» Work order:
Within the records below, find each line that holds the string "impl", then copy it.

» Provided data:
* * * * * * *

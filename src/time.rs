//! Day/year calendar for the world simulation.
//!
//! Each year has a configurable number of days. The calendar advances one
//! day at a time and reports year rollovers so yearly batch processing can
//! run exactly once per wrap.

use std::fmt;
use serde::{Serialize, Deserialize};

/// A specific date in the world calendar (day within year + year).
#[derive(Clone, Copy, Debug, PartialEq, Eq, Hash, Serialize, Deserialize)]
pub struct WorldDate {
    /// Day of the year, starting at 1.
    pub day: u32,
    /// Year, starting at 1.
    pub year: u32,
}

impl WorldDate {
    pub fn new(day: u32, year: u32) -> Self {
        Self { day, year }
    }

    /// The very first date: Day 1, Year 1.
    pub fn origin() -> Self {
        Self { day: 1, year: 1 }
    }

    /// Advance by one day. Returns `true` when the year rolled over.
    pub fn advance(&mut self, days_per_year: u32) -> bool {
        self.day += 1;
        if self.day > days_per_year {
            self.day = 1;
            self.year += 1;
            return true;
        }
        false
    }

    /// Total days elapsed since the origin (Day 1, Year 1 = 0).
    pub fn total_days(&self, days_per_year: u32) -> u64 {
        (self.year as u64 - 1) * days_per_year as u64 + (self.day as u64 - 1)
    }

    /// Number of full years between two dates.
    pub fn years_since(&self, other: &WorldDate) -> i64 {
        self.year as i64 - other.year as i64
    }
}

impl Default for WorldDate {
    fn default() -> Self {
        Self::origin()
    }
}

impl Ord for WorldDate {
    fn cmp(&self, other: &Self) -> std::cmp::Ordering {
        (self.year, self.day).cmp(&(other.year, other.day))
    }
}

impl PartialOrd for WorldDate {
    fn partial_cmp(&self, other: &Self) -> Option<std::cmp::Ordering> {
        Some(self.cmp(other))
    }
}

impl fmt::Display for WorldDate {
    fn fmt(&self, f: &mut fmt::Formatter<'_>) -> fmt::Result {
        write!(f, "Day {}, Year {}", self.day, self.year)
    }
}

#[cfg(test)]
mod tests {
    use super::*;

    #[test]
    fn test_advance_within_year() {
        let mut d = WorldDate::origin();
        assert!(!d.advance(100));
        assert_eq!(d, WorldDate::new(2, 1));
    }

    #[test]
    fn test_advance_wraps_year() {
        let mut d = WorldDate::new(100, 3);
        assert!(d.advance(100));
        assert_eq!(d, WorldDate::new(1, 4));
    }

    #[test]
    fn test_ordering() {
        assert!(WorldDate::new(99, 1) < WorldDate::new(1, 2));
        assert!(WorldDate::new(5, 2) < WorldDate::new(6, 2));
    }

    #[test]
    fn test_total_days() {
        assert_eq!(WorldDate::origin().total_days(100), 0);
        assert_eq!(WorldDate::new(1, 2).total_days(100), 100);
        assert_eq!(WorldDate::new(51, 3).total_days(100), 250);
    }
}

* * * * * * *

» Response to the exercise:
impl WorldDate {
impl Default for WorldDate {
impl Ord for WorldDate {
impl PartialOrd for WorldDate {
impl fmt::Display for WorldDate {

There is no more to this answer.